Saved entries

· · · · · · ·

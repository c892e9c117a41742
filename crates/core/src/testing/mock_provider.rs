//! Mock image provider for testing.

use async_trait::async_trait;
use std::collections::VecDeque;
use std::sync::Arc;
use std::time::Duration;
use tokio::sync::RwLock;

use super::fixtures;
use crate::generator::{GenerationError, ImageProvider, ProviderKind};

/// A recorded provider call for test assertions.
#[derive(Debug, Clone)]
pub struct RecordedGeneration {
    /// The prompt that was sent.
    pub prompt: String,
    /// When the call started (tokio clock, so paused-time tests work).
    pub at: tokio::time::Instant,
}

/// Mock implementation of the ImageProvider trait.
///
/// Each call consumes the next queued error if any, otherwise fails with the
/// default error if one is set, otherwise returns the default bytes.
///
/// # Example
///
/// ```rust,ignore
/// use mirage_core::testing::MockImageProvider;
///
/// let provider = MockImageProvider::new(ProviderKind::Gemini);
/// provider.push_error(GenerationError::RateLimited("429".into())).await;
///
/// // First call fails, second succeeds.
/// assert!(provider.generate("p").await.is_err());
/// assert!(provider.generate("p").await.is_ok());
/// assert_eq!(provider.call_count().await, 2);
/// ```
#[derive(Debug)]
pub struct MockImageProvider {
    kind: ProviderKind,
    /// Errors returned by the next calls, in order.
    queued_errors: Arc<RwLock<VecDeque<GenerationError>>>,
    /// Error returned once the queue is drained.
    default_error: Arc<RwLock<Option<GenerationError>>>,
    /// Payload returned on success.
    bytes: Arc<RwLock<Vec<u8>>>,
    /// Simulated latency per call.
    delay: Arc<RwLock<Option<Duration>>>,
    calls: Arc<RwLock<Vec<RecordedGeneration>>>,
}

impl MockImageProvider {
    pub fn new(kind: ProviderKind) -> Self {
        Self {
            kind,
            queued_errors: Arc::new(RwLock::new(VecDeque::new())),
            default_error: Arc::new(RwLock::new(None)),
            bytes: Arc::new(RwLock::new(fixtures::image_bytes())),
            delay: Arc::new(RwLock::new(None)),
            calls: Arc::new(RwLock::new(Vec::new())),
        }
    }

    /// Queue an error for the next unanswered call.
    pub async fn push_error(&self, error: GenerationError) {
        self.queued_errors.write().await.push_back(error);
    }

    /// Fail every call (after queued errors) with this error.
    pub async fn set_default_error(&self, error: GenerationError) {
        *self.default_error.write().await = Some(error);
    }

    /// Stop failing by default.
    pub async fn clear_default_error(&self) {
        *self.default_error.write().await = None;
    }

    /// Set the payload returned on success.
    pub async fn set_default_bytes(&self, bytes: Vec<u8>) {
        *self.bytes.write().await = bytes;
    }

    /// Simulate provider latency.
    pub async fn set_delay(&self, delay: Duration) {
        *self.delay.write().await = Some(delay);
    }

    pub async fn calls(&self) -> Vec<RecordedGeneration> {
        self.calls.read().await.clone()
    }

    pub async fn call_count(&self) -> usize {
        self.calls.read().await.len()
    }
}

#[async_trait]
impl ImageProvider for MockImageProvider {
    fn kind(&self) -> ProviderKind {
        self.kind
    }

    async fn generate(&self, prompt: &str) -> Result<Vec<u8>, GenerationError> {
        self.calls.write().await.push(RecordedGeneration {
            prompt: prompt.to_string(),
            at: tokio::time::Instant::now(),
        });

        let delay = *self.delay.read().await;
        if let Some(delay) = delay {
            tokio::time::sleep(delay).await;
        }

        if let Some(error) = self.queued_errors.write().await.pop_front() {
            return Err(error);
        }
        if let Some(error) = self.default_error.read().await.clone() {
            return Err(error);
        }
        Ok(self.bytes.read().await.clone())
    }
}
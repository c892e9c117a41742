//! Prometheus metrics for core components.
//!
//! This module provides metrics for:
//! - Generation (provider attempts, retries, batches)
//! - Autopilot (rounds, images created, topics completed)
//! - Stock acquisition (pages, downloads, errors)
//! - Library (assets added and removed)

use once_cell::sync::Lazy;
use prometheus::{Histogram, HistogramOpts, HistogramVec, IntCounter, IntCounterVec, Opts};

// =============================================================================
// Generation Metrics
// =============================================================================

/// Provider calls by provider and outcome.
pub static GENERATION_ATTEMPTS: Lazy<IntCounterVec> = Lazy::new(|| {
    IntCounterVec::new(
        Opts::new(
            "mirage_generation_attempts_total",
            "Total image generation provider calls",
        ),
        // outcome: "success", "rate_limited", "quota_exhausted", "transient", "malformed", "unauthorized"
        &["provider", "outcome"],
    )
    .unwrap()
});

/// Backoff sleeps taken by the retrying invoker.
pub static GENERATION_RETRIES: Lazy<IntCounterVec> = Lazy::new(|| {
    IntCounterVec::new(
        Opts::new(
            "mirage_generation_retries_total",
            "Total generation retries after a failed attempt",
        ),
        &["provider"],
    )
    .unwrap()
});

/// Wall time of a single provider call.
pub static GENERATION_DURATION: Lazy<HistogramVec> = Lazy::new(|| {
    HistogramVec::new(
        HistogramOpts::new(
            "mirage_generation_duration_seconds",
            "Duration of image generation provider calls",
        )
        .buckets(vec![1.0, 2.5, 5.0, 10.0, 20.0, 30.0, 60.0, 120.0]),
        &["provider"],
    )
    .unwrap()
});

/// Images returned per dispatched batch.
pub static BATCH_YIELD: Lazy<Histogram> = Lazy::new(|| {
    Histogram::with_opts(
        HistogramOpts::new(
            "mirage_batch_yield",
            "Number of images returned per dispatched batch",
        )
        .buckets(vec![0.0, 1.0, 2.0, 3.0, 4.0]),
    )
    .unwrap()
});

// =============================================================================
// Autopilot Metrics
// =============================================================================

/// Autopilot rounds by result.
pub static AUTOPILOT_ROUNDS: Lazy<IntCounterVec> = Lazy::new(|| {
    IntCounterVec::new(
        Opts::new("mirage_autopilot_rounds_total", "Total autopilot rounds"),
        &["result"], // "produced", "empty"
    )
    .unwrap()
});

/// Images persisted by the autopilot.
pub static IMAGES_GENERATED: Lazy<IntCounter> = Lazy::new(|| {
    IntCounter::new(
        "mirage_images_generated_total",
        "Total generated images persisted to the library",
    )
    .unwrap()
});

/// Topics that reached their target.
pub static TOPICS_COMPLETED: Lazy<IntCounter> = Lazy::new(|| {
    IntCounter::new(
        "mirage_topics_completed_total",
        "Total topics that reached the per-topic target",
    )
    .unwrap()
});

/// Autopilot runs by outcome.
pub static AUTOPILOT_RUNS: Lazy<IntCounterVec> = Lazy::new(|| {
    IntCounterVec::new(
        Opts::new("mirage_autopilot_runs_total", "Total autopilot runs"),
        &["outcome"], // "completed", "stopped", "halted", "failed"
    )
    .unwrap()
});

// =============================================================================
// Stock Acquisition Metrics
// =============================================================================

/// Catalog pages processed by result.
pub static STOCK_PAGES: Lazy<IntCounterVec> = Lazy::new(|| {
    IntCounterVec::new(
        Opts::new("mirage_stock_pages_total", "Total stock catalog pages"),
        &["result"], // "processed", "empty", "rate_limited", "failed"
    )
    .unwrap()
});

/// Stock items downloaded.
pub static STOCK_DOWNLOADS: Lazy<IntCounter> = Lazy::new(|| {
    IntCounter::new(
        "mirage_stock_downloads_total",
        "Total stock images downloaded into the library",
    )
    .unwrap()
});

/// Stock items skipped because they were already acquired or forgotten.
pub static STOCK_SKIPPED: Lazy<IntCounter> = Lazy::new(|| {
    IntCounter::new(
        "mirage_stock_skipped_total",
        "Total stock items skipped by the dedup registry",
    )
    .unwrap()
});

/// Stock errors by stage.
pub static STOCK_ERRORS: Lazy<IntCounterVec> = Lazy::new(|| {
    IntCounterVec::new(
        Opts::new("mirage_stock_errors_total", "Total stock acquisition errors"),
        &["stage"], // "search", "resolve", "fetch", "persist"
    )
    .unwrap()
});

// =============================================================================
// Library Metrics
// =============================================================================

/// Library mutations by operation and source.
pub static LIBRARY_OPERATIONS: Lazy<IntCounterVec> = Lazy::new(|| {
    IntCounterVec::new(
        Opts::new(
            "mirage_library_operations_total",
            "Total library index mutations",
        ),
        &["operation", "source"], // operation: "add", "remove"
    )
    .unwrap()
});

// =============================================================================
// Helper functions
// =============================================================================

/// Get all core metrics for registration in a registry.
pub fn all_metrics() -> Vec<Box<dyn prometheus::core::Collector>> {
    vec![
        // Generation
        Box::new(GENERATION_ATTEMPTS.clone()),
        Box::new(GENERATION_RETRIES.clone()),
        Box::new(GENERATION_DURATION.clone()),
        Box::new(BATCH_YIELD.clone()),
        // Autopilot
        Box::new(AUTOPILOT_ROUNDS.clone()),
        Box::new(IMAGES_GENERATED.clone()),
        Box::new(TOPICS_COMPLETED.clone()),
        Box::new(AUTOPILOT_RUNS.clone()),
        // Stock
        Box::new(STOCK_PAGES.clone()),
        Box::new(STOCK_DOWNLOADS.clone()),
        Box::new(STOCK_SKIPPED.clone()),
        Box::new(STOCK_ERRORS.clone()),
        // Library
        Box::new(LIBRARY_OPERATIONS.clone()),
    ]
}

· · · · · · ·

*PROBLEM DESCRIPTION*
Counting only lines that contain the word "time", how many are there in the records above? Give the number alone.

*TASK OUTPUT*
6